When I spoke with this individual, she understood right away that she tended to overthink things. She gave an example. “Just this week, I thought of a possible solution to an issue our group was discussing. But instead of voicing my initial idea, I kept thinking about it, determining next steps, figuring out ways to overcome obstacles, and looking at all possible outcomes. While I was thinking of all of this, ten minutes passed and then someone else voiced the same idea. My overthinking kept me silent while my colleague got credit.”
The lesson here is that if you what you believe to be a good idea, voice it! You can have the debate about its merits with the whole group but you’ve at least show initiative and leadership.

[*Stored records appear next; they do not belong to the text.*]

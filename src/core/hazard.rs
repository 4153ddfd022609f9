//! Hazard detection and control: load-use and general RAW stalling
//! (no forwarding), plus flush-on-redirect. The exact shape of the
//! checks here — the load-use check first, then a mutually exclusive
//! `else` between the ID/EX-stage and EX/MEM-stage general hazard, and
//! the `(inst & 0x3) == 0x3` validity gate on the instruction in IF/ID —
//! follows the original hazard unit this design was distilled from.

use crate::common::bits;
use crate::core::latches::{ExMem, IdEx, IfId};
use crate::isa::opcodes::{needs_rs1, needs_rs2, MemOp};
use crate::substrate::{Module, Port};

pub struct HazardUnit {
    pub ifid: Port<IfId>,
    pub idex: Port<IdEx>,
    pub exmem: Port<ExMem>,
    pub take_branch: Port<bool>,
    pub raise_exception: Port<bool>,
    pub trap_return: Port<bool>,

    pub stall_pc: Port<bool>,
    pub stall_ifid: Port<bool>,
    pub flush_ifid: Port<bool>,
    pub flush_idex: Port<bool>,
    pub flush_exmem: Port<bool>,
}

impl HazardUnit {
    pub fn new() -> Self {
        HazardUnit {
            ifid: Port::new(IfId::bubble()),
            idex: Port::new(IdEx::bubble()),
            exmem: Port::new(ExMem::bubble()),
            take_branch: Port::new(false),
            raise_exception: Port::new(false),
            trap_return: Port::new(false),
            stall_pc: Port::new(false),
            stall_ifid: Port::new(false),
            flush_ifid: Port::new(false),
            flush_idex: Port::new(false),
            flush_exmem: Port::new(false),
        }
    }
}

impl Default for HazardUnit {
    fn default() -> Self {
        Self::new()
    }
}

impl Module for HazardUnit {
    fn process(&mut self) -> bool {
        let ifid = self.ifid.read();
        let idex = self.idex.read();
        let exmem = self.exmem.read();

        let (opcode, rs1_idx, rs2_idx) = if (ifid.inst & 0x3) == 0x3 {
            (bits::opcode(ifid.inst), bits::rs1(ifid.inst), bits::rs2(ifid.inst))
        } else {
            (0, 0, 0)
        };

        let reads_rs1 = needs_rs1(opcode);
        let reads_rs2 = needs_rs2(opcode);

        let mut stall = false;

        if idex.mem == MemOp::Load && idex.rd != 0 {
            if (reads_rs1 && rs1_idx == idex.rd) || (reads_rs2 && rs2_idx == idex.rd) {
                stall = true;
            }
        } else if idex.we && idex.rd != 0 {
            if (reads_rs1 && rs1_idx == idex.rd) || (reads_rs2 && rs2_idx == idex.rd) {
                stall = true;
            }
        } else if exmem.we && exmem.rd != 0 && ((reads_rs1 && rs1_idx == exmem.rd) || (reads_rs2 && rs2_idx == exmem.rd)) {
            stall = true;
        }

        let redirect = self.take_branch.read() || self.raise_exception.read() || self.trap_return.read();

        if stall || redirect {
            tracing::debug!(stall, redirect, "hazard unit asserted");
        }

        let mut changed = false;
        changed |= self.stall_pc.write(stall);
        changed |= self.stall_ifid.write(stall);
        changed |= self.flush_idex.write(stall || redirect);
        changed |= self.flush_ifid.write(redirect);
        changed |= self.flush_exmem.write(false);
        changed
    }
}

#[cfg(test)]
mod tests {
    use super::*;
    use crate::isa::opcodes::OPCODE_OP;

    fn r_type(rs1: u32, rs2: u32, rd: u32, opcode: u32) -> u32 {
        (rs2 << 20) | (rs1 << 15) | (0 << 12) | (rd << 7) | opcode
    }

    #[test]
    fn load_use_hazard_stalls_pc_and_ifid_flushes_idex() {
        let mut hz = HazardUnit::new();
        let mut idex = IdEx::bubble();
        idex.mem = MemOp::Load;
        idex.rd = 5;
        hz.idex.write(idex);
        let inst = r_type(5, 0, 6, OPCODE_OP); // add x6, x5, x0 reads rs1=x5
        hz.ifid.write(IfId { inst, pc: 0 });
        hz.process();
        assert!(hz.stall_pc.read());
        assert!(hz.stall_ifid.read());
        assert!(hz.flush_idex.read());
        assert!(!hz.flush_ifid.read());
    }

    #[test]
    fn general_hazard_against_exmem_when_idex_does_not_conflict() {
        let mut hz = HazardUnit::new();
        let mut exmem = ExMem::bubble();
        exmem.we = true;
        exmem.rd = 7;
        hz.exmem.write(exmem);
        let inst = r_type(7, 0, 8, OPCODE_OP);
        hz.ifid.write(IfId { inst, pc: 0 });
        hz.process();
        assert!(hz.stall_pc.read());
    }

    #[test]
    fn branch_taken_flushes_ifid_and_idex_without_stalling() {
        let mut hz = HazardUnit::new();
        hz.take_branch.write(true);
        hz.process();
        assert!(hz.flush_ifid.read());
        assert!(hz.flush_idex.read());
        assert!(!hz.stall_pc.read());
        assert!(!hz.flush_exmem.read());
    }

    #[test]
    fn no_hazard_when_rd_is_x0() {
        let mut hz = HazardUnit::new();
        let mut idex = IdEx::bubble();
        idex.mem = MemOp::Load;
        idex.rd = 0;
        hz.idex.write(idex);
        let inst = r_type(0, 0, 6, OPCODE_OP);
        hz.ifid.write(IfId { inst, pc: 0 });
        hz.process();
        assert!(!hz.stall_pc.read());
    }
}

Naturally, no one wants to be embarrassed by voicing a bad idea. But you’re in the position you are because people are counting on you to come up with ideas and solutions. Holding back because it might not be the “best” solution is not the stuff of leadership. It demonstrates a lack of faith in yourself so, how can you except others to follow you? You can’t so, speak up!
Choking on the Words
Even in a small group, most people don’t like public speaking even when they have prepared what they are going to say. The stress of this rises when you are about to deliver an “of the moment” thought based on the current conversation. With this client, she was prone to choking on her words and not delivering them as well as she would have liked. I worked with her to calm herself down, take a pause for a breath and give herself some time. One trick is to acknowledge what the last person speaking said to buy some time. “As Dave just said, the important element here is….” Now you can deliver what you want to say within the context of the current conversation, giving it relevance while you’ve also started speaking so you can more comfortable deliver your intended message.
Missing the Moment
Patience is a virtue. Yes, it is. But sometimes we are so patient, we miss the moment. With this client, she was so respectful of everyone else, she was prone to letting everyone else speak until it was her “turn.” But many times, she would miss the moment when her comments were going to be most relevant. What this shows is a lack of leadership, taking a “first position” in a meeting and establishing her ideas as a basis for discussion. My client said, “They want to hear from her more…and first! But she waits too long to voice her insight. The moment has passed and many times, they don’t know that she has some really good ideas.” Repeated scenarios like this lead to teams losing faith in their leaders. My advice to her was that she must capitalize on the moment, taking control of the conversation so that her ideas can be heard. Ideas from other may follow but she established her leadership tone by being the first to jump in!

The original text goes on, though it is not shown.